The weather is warm enough to swim in the Mediterranean Sea or explore the Chott el Jerid Lake. But it has cooled down enough that you can also go camping or camel riding in the Sahara Desert.
Now is also the perfect time for adventurous travelers to go scuba diving, where you can see unique underwater fauna and unforgettable archaeological sites.
You can also hike across waterfalls or even book a cycling tour across the Sahara.
Sun seekers should head to the center western and southern regions of the country, where annual temperatures tend to be higher than along the northern coast.
There’s nothing worse than sightseeing in the heat of the summer when all you can think about is how to get out of the burning hot sun.

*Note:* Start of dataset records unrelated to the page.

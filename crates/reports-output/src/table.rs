//! Output-agnostic report tables.
//!
//! A [`Report`] is a stack of titled tables sharing one worksheet. The
//! console, xlsx and CSV writers all lay it out top to bottom.

use reports_core::formatting;

/// Placeholder shown for a value that does not exist (e.g. an unranked name).
pub const MISSING: &str = "N/A";

/// A single table cell.
#[derive(Debug, Clone, PartialEq, Eq)]
pub enum Cell {
    Text(String),
    Integer(u64),
    Missing,
}

impl Cell {
    /// Plain text for delimited output: integers without separators.
    pub fn plain(&self) -> String {
        match self {
            Cell::Text(s) => s.clone(),
            Cell::Integer(n) => n.to_string(),
            Cell::Missing => MISSING.to_string(),
        }
    }

    /// Text for the console: integers grouped by thousands.
    pub fn display(&self) -> String {
        match self {
            Cell::Integer(n) => formatting::format_count(*n),
            other => other.plain(),
        }
    }

    /// Numbers are right-aligned on the console.
    pub fn is_numeric(&self) -> bool {
        matches!(self, Cell::Integer(_) | Cell::Missing)
    }
}

impl From<&str> for Cell {
    fn from(value: &str) -> Self {
        Cell::Text(value.to_string())
    }
}

impl From<String> for Cell {
    fn from(value: String) -> Self {
        Cell::Text(value)
    }
}

impl From<u64> for Cell {
    fn from(value: u64) -> Self {
        Cell::Integer(value)
    }
}

impl From<Option<u32>> for Cell {
    fn from(value: Option<u32>) -> Self {
        value.map_or(Cell::Missing, |v| Cell::Integer(u64::from(v)))
    }
}

/// A titled table with one header row, data rows, and an optional totals row.
#[derive(Debug, Clone, PartialEq, Eq)]
pub struct ReportTable {
    pub title: String,
    pub header: Vec<String>,
    pub rows: Vec<Vec<Cell>>,
    pub totals: Option<Vec<Cell>>,
}

impl ReportTable {
    pub fn new<S: Into<String>>(title: impl Into<String>, header: impl IntoIterator<Item = S>) -> Self {
        Self {
            title: title.into(),
            header: header.into_iter().map(Into::into).collect(),
            rows: Vec::new(),
            totals: None,
        }
    }

    pub fn push_row(&mut self, row: Vec<Cell>) {
        self.rows.push(row);
    }

    pub fn with_totals(mut self, totals: Vec<Cell>) -> Self {
        self.totals = Some(totals);
        self
    }

    /// Data rows followed by the totals row, if any.
    pub fn body(&self) -> impl Iterator<Item = &Vec<Cell>> {
        self.rows.iter().chain(self.totals.iter())
    }

    /// Widest row, header included.
    pub fn column_count(&self) -> usize {
        self.body()
            .map(Vec::len)
            .chain(std::iter::once(self.header.len()))
            .max()
            .unwrap_or(0)
    }
}

/// A complete report destined for one worksheet or one console run.
#[derive(Debug, Clone, PartialEq, Eq)]
pub struct Report {
    pub sheet_name: String,
    pub tables: Vec<ReportTable>,
}

impl Report {
    pub fn new(sheet_name: impl Into<String>) -> Self {
        Self {
            sheet_name: sheet_name.into(),
            tables: Vec::new(),
        }
    }

    pub fn push_table(&mut self, table: ReportTable) {
        self.tables.push(table);
    }
}

// ── Tests ──────────────────────────────────────────────────────────────────────

#[cfg(test)]
mod tests {
    use super::*;

    #[test]
    fn test_cell_plain_and_display() {
        assert_eq!(Cell::Integer(12_345).plain(), "12345");
        assert_eq!(Cell::Integer(12_345).display(), "12,345");
        assert_eq!(Cell::Missing.display(), "N/A");
        assert_eq!(Cell::from("Ryan").display(), "Ryan");
    }

    #[test]
    fn test_cell_from_option_rank() {
        assert_eq!(Cell::from(Some(3u32)), Cell::Integer(3));
        assert_eq!(Cell::from(None::<u32>), Cell::Missing);
    }

    #[test]
    fn test_table_body_includes_totals() {
        let mut table = ReportTable::new("Fills", ["Order Id", "Qty"]);
        table.push_row(vec![Cell::from("A1"), Cell::from(5u64)]);
        let table = table.with_totals(vec![Cell::from("TOTAL"), Cell::from(5u64)]);

        assert_eq!(table.body().count(), 2);
        assert_eq!(table.column_count(), 2);
    }

    #[test]
    fn test_column_count_uses_widest_row() {
        let mut table = ReportTable::new("Top", ["Year"]);
        table.push_row(vec![Cell::from("1990"), Cell::from("Michael"), Cell::from("Ryan")]);
        assert_eq!(table.column_count(), 3);
    }
}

That’s why now is the perfect time to visit Tunisia and explore the rich cultural attractions that the diverse country has to offer in relative comfort.
Many people don’t realize that Tunisia has so much more to offer than a traditional Mediterranean beach vacation.
But beyond its pristine sandy shoreline, you will find a range of UNESCO World Heritage sites and monuments, exciting souks, and a host of majestic mosques.
The most comprehensive collection of tiles and mosaics in the world can be found in Tunis inside the former Bey Palace. This museum also houses a huge collection of Roman antiquities.
If you’re interested in learning more about the indigenous people of the country, then in the North West of Tunisia you’ll find the Chemtou Museum which is a fascinating source of information about the Numidian people.
The Museums of Popular Art and Traditions are in nearby Kef, so it is possible to explore both attractions in one day.
World Renowned Cuisine
Finally, it would be impossible to talk about visiting Tunisia without mentioning Tunisian cuisine. Although technically a Mediterranean country, the food in Tunisia is very different from a traditional Mediterranean diet.
Tunisian food combines traditional French and African flavors but with a spicy kick that is all its own.
The staple food in the country is couscous, so this features heavily. Tunisian dishes also often include fresh seafood if you’re by the coast or lamb if you’re inland.
Whether you dine in a restaurant or enjoy local street food, you’ll find delicious dishes that are rich and spicy. And as eating out in Tunisia is not expensive, you can explore plenty of authentic dishes.